*What to do*
In the data below, find every line that has the string "language", and copy it.

(Excerpts from a dataset)
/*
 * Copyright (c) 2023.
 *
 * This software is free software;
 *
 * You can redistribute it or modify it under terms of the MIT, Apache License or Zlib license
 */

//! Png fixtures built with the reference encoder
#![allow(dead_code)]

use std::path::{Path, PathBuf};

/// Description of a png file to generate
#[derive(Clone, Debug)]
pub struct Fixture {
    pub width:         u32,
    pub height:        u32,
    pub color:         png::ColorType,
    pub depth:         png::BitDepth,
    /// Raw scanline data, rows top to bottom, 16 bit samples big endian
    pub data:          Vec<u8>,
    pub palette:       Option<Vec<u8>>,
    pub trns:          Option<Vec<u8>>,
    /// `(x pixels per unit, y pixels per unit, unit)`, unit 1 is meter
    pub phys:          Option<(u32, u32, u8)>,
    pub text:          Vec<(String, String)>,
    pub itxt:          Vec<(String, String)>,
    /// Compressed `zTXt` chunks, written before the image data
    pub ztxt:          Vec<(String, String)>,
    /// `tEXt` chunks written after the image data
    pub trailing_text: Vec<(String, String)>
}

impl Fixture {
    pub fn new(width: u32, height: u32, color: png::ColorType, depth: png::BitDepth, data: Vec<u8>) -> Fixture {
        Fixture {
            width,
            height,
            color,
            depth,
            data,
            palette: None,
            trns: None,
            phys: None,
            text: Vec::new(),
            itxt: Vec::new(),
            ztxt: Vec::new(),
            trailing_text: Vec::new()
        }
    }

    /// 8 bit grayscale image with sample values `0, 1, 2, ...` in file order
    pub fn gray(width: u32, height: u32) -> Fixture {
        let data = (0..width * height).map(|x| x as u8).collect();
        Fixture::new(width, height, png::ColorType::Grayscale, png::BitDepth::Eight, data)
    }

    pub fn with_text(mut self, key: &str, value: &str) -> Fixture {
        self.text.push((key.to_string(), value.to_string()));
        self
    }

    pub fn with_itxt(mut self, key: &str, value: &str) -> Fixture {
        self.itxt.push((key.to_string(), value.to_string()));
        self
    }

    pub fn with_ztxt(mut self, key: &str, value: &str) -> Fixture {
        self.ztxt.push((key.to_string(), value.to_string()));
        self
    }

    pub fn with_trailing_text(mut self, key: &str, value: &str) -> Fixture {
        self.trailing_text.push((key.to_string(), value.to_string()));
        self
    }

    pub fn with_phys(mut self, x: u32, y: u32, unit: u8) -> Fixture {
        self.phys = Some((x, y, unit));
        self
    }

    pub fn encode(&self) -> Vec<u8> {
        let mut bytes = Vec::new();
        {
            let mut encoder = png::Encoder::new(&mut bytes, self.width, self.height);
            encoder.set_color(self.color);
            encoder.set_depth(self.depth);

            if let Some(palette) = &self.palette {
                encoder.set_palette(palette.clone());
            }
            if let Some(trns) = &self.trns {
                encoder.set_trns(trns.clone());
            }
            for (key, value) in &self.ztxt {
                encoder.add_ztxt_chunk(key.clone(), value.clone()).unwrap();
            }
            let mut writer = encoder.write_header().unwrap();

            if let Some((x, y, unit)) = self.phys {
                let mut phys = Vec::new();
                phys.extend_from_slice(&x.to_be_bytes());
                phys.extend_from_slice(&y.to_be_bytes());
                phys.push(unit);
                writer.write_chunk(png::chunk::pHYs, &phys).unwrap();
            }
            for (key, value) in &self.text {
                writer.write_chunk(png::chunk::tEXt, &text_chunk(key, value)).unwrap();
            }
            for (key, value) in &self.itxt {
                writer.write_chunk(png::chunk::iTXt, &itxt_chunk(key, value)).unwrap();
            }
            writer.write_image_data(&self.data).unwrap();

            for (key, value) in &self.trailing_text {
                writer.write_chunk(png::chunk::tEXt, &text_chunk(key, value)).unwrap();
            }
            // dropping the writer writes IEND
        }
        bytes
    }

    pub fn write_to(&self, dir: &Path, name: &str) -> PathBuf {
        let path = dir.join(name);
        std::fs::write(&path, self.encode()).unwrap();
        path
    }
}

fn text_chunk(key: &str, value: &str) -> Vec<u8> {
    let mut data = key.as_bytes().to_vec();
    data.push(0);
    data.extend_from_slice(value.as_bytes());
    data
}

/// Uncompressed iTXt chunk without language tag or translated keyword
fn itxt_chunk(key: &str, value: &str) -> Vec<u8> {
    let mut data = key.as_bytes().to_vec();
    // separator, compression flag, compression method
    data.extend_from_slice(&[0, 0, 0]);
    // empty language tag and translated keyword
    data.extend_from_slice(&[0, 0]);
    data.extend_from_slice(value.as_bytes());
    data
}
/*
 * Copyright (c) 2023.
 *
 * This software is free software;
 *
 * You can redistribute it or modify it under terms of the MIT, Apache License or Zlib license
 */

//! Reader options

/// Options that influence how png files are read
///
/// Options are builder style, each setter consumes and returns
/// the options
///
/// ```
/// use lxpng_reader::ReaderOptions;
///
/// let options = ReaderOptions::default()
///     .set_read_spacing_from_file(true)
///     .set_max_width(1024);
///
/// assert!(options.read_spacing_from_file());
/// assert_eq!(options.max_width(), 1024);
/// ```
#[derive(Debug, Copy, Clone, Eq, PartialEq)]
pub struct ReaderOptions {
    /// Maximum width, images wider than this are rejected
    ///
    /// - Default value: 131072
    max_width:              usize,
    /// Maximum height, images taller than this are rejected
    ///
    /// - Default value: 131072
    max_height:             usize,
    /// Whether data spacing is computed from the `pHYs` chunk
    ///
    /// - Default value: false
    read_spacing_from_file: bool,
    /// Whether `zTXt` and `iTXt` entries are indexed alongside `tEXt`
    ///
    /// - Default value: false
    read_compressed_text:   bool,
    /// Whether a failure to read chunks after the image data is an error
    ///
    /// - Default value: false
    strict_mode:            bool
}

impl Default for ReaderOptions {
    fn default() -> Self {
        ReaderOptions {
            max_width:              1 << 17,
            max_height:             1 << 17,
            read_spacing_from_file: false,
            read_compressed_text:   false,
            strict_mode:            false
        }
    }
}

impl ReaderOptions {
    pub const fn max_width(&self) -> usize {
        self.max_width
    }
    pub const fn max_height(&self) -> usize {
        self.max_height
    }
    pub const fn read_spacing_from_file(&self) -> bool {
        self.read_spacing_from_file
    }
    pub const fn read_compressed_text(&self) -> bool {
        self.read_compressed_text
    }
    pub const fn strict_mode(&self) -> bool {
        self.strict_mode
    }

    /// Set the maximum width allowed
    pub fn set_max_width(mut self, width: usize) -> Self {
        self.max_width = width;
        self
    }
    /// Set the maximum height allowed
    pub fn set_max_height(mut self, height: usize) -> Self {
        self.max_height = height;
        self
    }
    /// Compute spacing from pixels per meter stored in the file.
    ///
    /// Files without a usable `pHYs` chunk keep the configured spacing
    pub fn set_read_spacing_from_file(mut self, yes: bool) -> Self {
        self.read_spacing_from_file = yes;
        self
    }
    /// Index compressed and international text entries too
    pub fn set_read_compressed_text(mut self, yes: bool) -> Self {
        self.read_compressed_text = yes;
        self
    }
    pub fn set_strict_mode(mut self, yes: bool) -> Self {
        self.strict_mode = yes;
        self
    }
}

*Task response*
/// Uncompressed iTXt chunk without language tag or translated keyword
    // empty language tag and translated keyword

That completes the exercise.